Le hiatus, instrumentalisé par Bruxelles depuis des années, entre les peuples et leurs dirigeants est devenu tellement visible que la popularité des politiques est de plus en plus brève. L’Italien Renzi vient d’en faire l’expérience. Demain Merkel ?
Certes, dans les officines à la dévotion de Bruxelles, on se réjouit, depuis l'élection présidentielle autrichienne, de la défaite de l'« extrémiste » Norbert Hofer. Comme si l'écologiste Alexander Van der Bellen n'était pas, en réalité, le tenant d'un extrémisme beaucoup plus dangereux où la vie humaine ne pèse plus rien.
Il convient pourtant de lire cette défaite sous l'angle européen qui est le sien. Car, si Norbert Hofer a fait campagne à peu près seul, son adversaire a bénéficié, lui, du soutien de la quasi-totalité de la classe politico-médiatique européiste. Et cela, même si le vainqueur avait profité de ce second scrutin pour « autrichianiser » son discours, autrement dit pour appâter un électorat qui, jusqu'ici, l'avait boudé...
C'est Bruxelles le véritable monstre
Mais l'Autriche n'aura fait oublier que le temps d'une soirée la tension très vive qui traverse désormais l'Union européenne. Et encore... puisque, ce même 4 décembre, les Italiens ont renvoyé leur président du Conseil (c'est-à-dire leur premier ministre) aux oubliettes. Par 59 % en effet, ils ont refusé la réforme constitutionnelle présentée par Matteo Renzi, et transformée par un peuple excédé en une sorte de référendum sur l'avenir d'icelui.
Qu'importe si, en proposant aux Italiens d'intervenir dans la vie politique, le premier ministre désormais démissionnaire leur proposait de revoir l'actuel régime bicaméral afin, en réduisant la représentation sénatoriale, d'apporter à son pays un peu de stabilité, quand l'actuelle Constitution a permis de voir passer 63 gouvernements en 70 ans...
Ce que le Rottamatore (le « démolisseur », comme l'appellent ses compatriotes) n'avait manifestement pas vu, c'est l'abattement démocratique de ses compatriotes. On ne peut multiplier les gouvernements et les réformes, les convoquer à tout bout de champ aux urnes, quand, en définitive, c'est Bruxelles qui tire les ficelles, nimbant d'une sauce indigeste les politiques menées, notamment sur les questions économique et migratoire, et malgré quelques récriminations plus oratoires qu'efficaces, par cette sarabande effrénée de responsables (?) politiques.

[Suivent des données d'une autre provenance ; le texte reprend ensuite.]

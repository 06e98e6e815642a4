//! Test utilities
//!
//! Manual mock implementations of the ports and payload fixtures. The local
//! store already has an in-memory mode, so it needs no mock.

pub mod fixtures;
pub mod mocks;

pub use fixtures::*;
pub use mocks::*;
//! Adapters layer
//!
//! Implementations of port traits for external systems.

pub mod http;
pub mod storage;
pub mod ws;

pub use http::ReqwestTransport;
pub use storage::LocalStore;
pub use ws::WebSocketSettingsFeed;
use std::sync::atomic::{AtomicUsize, Ordering};

/// Round-robin instance picker shared by every request.
#[derive(Debug)]
pub struct RoundRobin {
    counter: AtomicUsize,
    instances: usize,
}

impl RoundRobin {
    pub fn new(instances: usize) -> Self {
        Self {
            counter: AtomicUsize::new(0),
            instances,
        }
    }

    /// `counter % instances`, then advance the counter. `None` for an
    /// empty pool.
    pub fn next(&self) -> Option<usize> {
        if self.instances == 0 {
            return None;
        }
        Some(self.counter.fetch_add(1, Ordering::Relaxed) % self.instances)
    }

    pub fn instances(&self) -> usize {
        self.instances
    }
}
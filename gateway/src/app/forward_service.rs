//! Forwarding service
//!
//! Picks the next instance for every request and hands it to the upstream.
//! The keep-alive task goes through the same rotation so every instance
//! gets pinged in turn.

use std::sync::Arc;
use std::time::Duration;

use axum::http::StatusCode;
use tokio::sync::watch;
use tokio::time::MissedTickBehavior;

use crate::app::balancer::RoundRobin;
use crate::domain::entities::{ForwardRequest, ForwardResponse};
use crate::domain::ports::Upstream;
use crate::error::UpstreamError;

pub struct ForwardService {
    upstream: Arc<dyn Upstream>,
    balancer: RoundRobin,
}

impl ForwardService {
    pub fn new(upstream: Arc<dyn Upstream>) -> Self {
        let balancer = RoundRobin::new(upstream.instance_count());
        Self { upstream, balancer }
    }

    pub fn instances(&self) -> usize {
        self.balancer.instances()
    }

    pub async fn forward(&self, request: ForwardRequest) -> Result<ForwardResponse, UpstreamError> {
        let instance = self.balancer.next().ok_or(UpstreamError::NoInstances)?;
        tracing::debug!(
            instance,
            method = %request.method,
            path = %request.path_and_query,
            "Forwarding request"
        );
        self.upstream.forward(instance, request).await
    }

    /// `GET /health` on the next instance.
    pub async fn ping(&self) -> Result<StatusCode, UpstreamError> {
        self.forward(ForwardRequest::health_check())
            .await
            .map(|response| response.status)
    }
}

/// Ping an instance every `interval` until `shutdown` turns true or its
/// sender is dropped. The first ping waits one full interval.
pub async fn run_keep_alive(
    service: Arc<ForwardService>,
    interval: Duration,
    mut shutdown: watch::Receiver<bool>,
) {
    let mut ticker = tokio::time::interval(interval);
    ticker.set_missed_tick_behavior(MissedTickBehavior::Delay);
    ticker.tick().await;

    loop {
        tokio::select! {
            _ = ticker.tick() => {
                tracing::info!(at = %chrono::Utc::now().to_rfc3339(), "Keep-alive ping triggered");
                match service.ping().await {
                    Ok(status) => tracing::info!(status = status.as_u16(), "Keep-alive ping successful"),
                    Err(e) => tracing::warn!(error = %e, "Keep-alive ping failed"),
                }
            }
            changed = shutdown.changed() => {
                if changed.is_err() || *shutdown.borrow() {
                    break;
                }
            }
        }
    }
    tracing::debug!("Keep-alive stopped");
}

#[cfg(test)]
mod tests {
    use super::*;
    use crate::test_utils::MockUpstream;

    #[tokio::test]
    async fn forwards_in_rotation() {
        let upstream = Arc::new(MockUpstream::new(2));
        let service = ForwardService::new(upstream.clone());

        for _ in 0..3 {
            service
                .forward(ForwardRequest::new(axum::http::Method::GET, "/api/settings"))
                .await
                .unwrap();
        }

        assert_eq!(upstream.instances_called(), vec![0, 1, 0]);
    }

    #[tokio::test]
    async fn empty_pool_is_an_error() {
        let service = ForwardService::new(Arc::new(MockUpstream::new(0)));
        let result = service.ping().await;
        assert!(matches!(result, Err(UpstreamError::NoInstances)));
    }

    #[tokio::test]
    async fn keep_alive_pings_until_shutdown() {
        let upstream = Arc::new(MockUpstream::new(3));
        let service = Arc::new(ForwardService::new(upstream.clone()));
        let (shutdown_tx, shutdown_rx) = watch::channel(false);

        let task = tokio::spawn(run_keep_alive(
            service,
            Duration::from_millis(10),
            shutdown_rx,
        ));

        tokio::time::timeout(Duration::from_secs(2), async {
            while upstream.paths_called().len() < 3 {
                tokio::time::sleep(Duration::from_millis(5)).await;
            }
        })
        .await
        .unwrap();

        shutdown_tx.send(true).unwrap();
        tokio_test::assert_ok!(tokio::time::timeout(Duration::from_secs(2), task).await);

        let calls = upstream.instances_called();
        assert_eq!(&calls[..3], &[0, 1, 2]);
        assert!(upstream.paths_called().iter().all(|p| p == "/health"));
    }

    #[tokio::test]
    async fn failed_ping_keeps_running() {
        let upstream = Arc::new(MockUpstream::new(1));
        upstream.fail_instance(0);
        let service = Arc::new(ForwardService::new(upstream.clone()));
        let (shutdown_tx, shutdown_rx) = watch::channel(false);

        let task = tokio::spawn(run_keep_alive(
            service,
            Duration::from_millis(10),
            shutdown_rx,
        ));

        tokio::time::timeout(Duration::from_secs(2), async {
            while upstream.paths_called().len() < 2 {
                tokio::time::sleep(Duration::from_millis(5)).await;
            }
        })
        .await
        .unwrap();

        drop(shutdown_tx);
        tokio_test::assert_ok!(tokio::time::timeout(Duration::from_secs(2), task).await);
    }
}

« Basta ! », se sont donc écriés les Italiens. À quoi Matteo Renzi a rétorqué, au soir-même de sa défaite : « Je n'imaginais pas qu'ils me haïssaient autant ! »
Triste aveu de ce fossé qui va s'agrandissant entre l'idéologie qui tient désormais lieu de politique universelle en Europe et les Européens.

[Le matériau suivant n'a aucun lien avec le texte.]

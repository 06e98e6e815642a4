//! HTTP adapter
//!
//! reqwest-backed transport for the Ignition API.

pub mod transport;

pub use transport::ReqwestTransport;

Il ne suffira sans doute pas à son successeur de se contenter, comme l'homme qui vient de démissionner, de quelques jérémiades contre la ligne imposée par Bruxelles, tout en en appliquant, pour la plus large part, la politique. Après le Brexit, après l'élection de Donald Trump, après même l'élection présidentielle autrichienne, les Italiens ont compris, comme un certain nombre d'autres européens, que la prison de verre qu'on leur affirmait nécessaire pouvait se fissurer...
En France, il est sans doute trop tôt pour que cela se produise. Les Français se veulent adultes, et acceptent donc, tels les moutons de Panurge, toutes les billevesées du monstre bruxellois. Et l'élection d'une Marine Le Pen n'y changerait,
malgré ses rodomontades, pas grand chose, tant elle a abdiqué, dans sa purge dédiabolisante, la plupart des idées de droite qui faisaient la force intellectuelle du parti reçu en héritage...
Les doutes d'Angela Merkel
À Berlin, en revanche, Angela Merkel semble s'inquiéter de voir le boulet contestataire se diriger vers elle. Au-delà de l'opposition marquée de l'AfD, une majorité grandissante d'Allemands manifeste qu'ils ne supportent plus sa politique. Que l'on songe que, dès janvier dernier, ils étaient 40 % à souhaiter sa démission !
Il est vrai que l'on ne peut demander impunément à ses compatriotes d'admettre une politique qui détruit les frontières pour laisser entrer, quelque triste que soit son histoire, une faune qui viole leurs femmes et leurs filles. Du Nouvel an de Cologne au viol et au meurtre de Maria Ladenburger, fille d'un haut dignitaire européiste, par un Afghan, il n'y a plus place chez eux pour quelque commisération que ce soit. Charité bien ordonnée...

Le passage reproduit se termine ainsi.